The greater market opportunity for Azure might lay in the legacy-application orientated IaaS market rather than PaaS with its focus on new application deployment, said Scarfe.

"IaaS feels like a larger addressable market. If you look at IT spend between legacy applications and new applications only 15 percent is spent on creating new applications," he said.

However Microsoft IaaS offerings, as they currently stand, are little threat to AWS, said Gartner research director Tiny Haynes said: "The IaaS marketplace is dominated by AWS, with an estimated two thirds market share.

"Microsoft will have a difficult challenge to get anywhere near AWS's dominance of the market over the next few years and will have to compete with other established players such as Verizon Terremark, CSC, Dimension Data and Savvis who already have strong customer bases.

"Based on Gartner's inquiry volume Azure has yet to find a foothold in the IaaS market, therefore they need to follow Amazon's lead until they can find a differentiation that is accepted and, more importantly, understood by the market. Therefore Microsoft is not currently seen as a threat to AWS, nor will it be for the near term."

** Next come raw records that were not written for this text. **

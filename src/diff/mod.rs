//! Tree diffing with indexed patch generation.
//!
//! [`diff`] walks two immutable snapshots in lock-step and produces a
//! [`PatchScript`]: a map from pre-order traversal index (over the *old*
//! tree) to the patch records that transform that position. Child lists are
//! reconciled under key identity by [`reorder`], so a reordered list yields
//! one move script instead of a cascade of replacements.

mod patch;
mod report;
mod walker;

pub mod apply;
pub mod reorder;

pub use apply::{ApplyError, RHandle, RNode, apply_patches, materialize};
pub use patch::{MoveInsert, MoveRemove, Moves, PatchList, PatchScript, VPatch};
pub use report::ChangeReport;
pub use walker::{diff, diff_with_report};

Laurent Lachal, Ovum software group on cloud computing research, believes the significant growth expected from the IaaS market could sustain several major competitors to AWS "Will there be a significant overnight impact on AWS? No, because the market for IaaS offerings is growing I think there's space for all of them to grow, partly at the expense of one another but also partly not.

"AWS has been very good at supporting Microsoft technology in the past few years but for Microsoft shops Azure would be the number one stop and the fact they now have IaaS capabilities make it even more attractive."

He added the PaaS-focused players like Microsoft and Google had been slower to expand into the IaaS market than AWS had been to extend from IaaS into PaaS.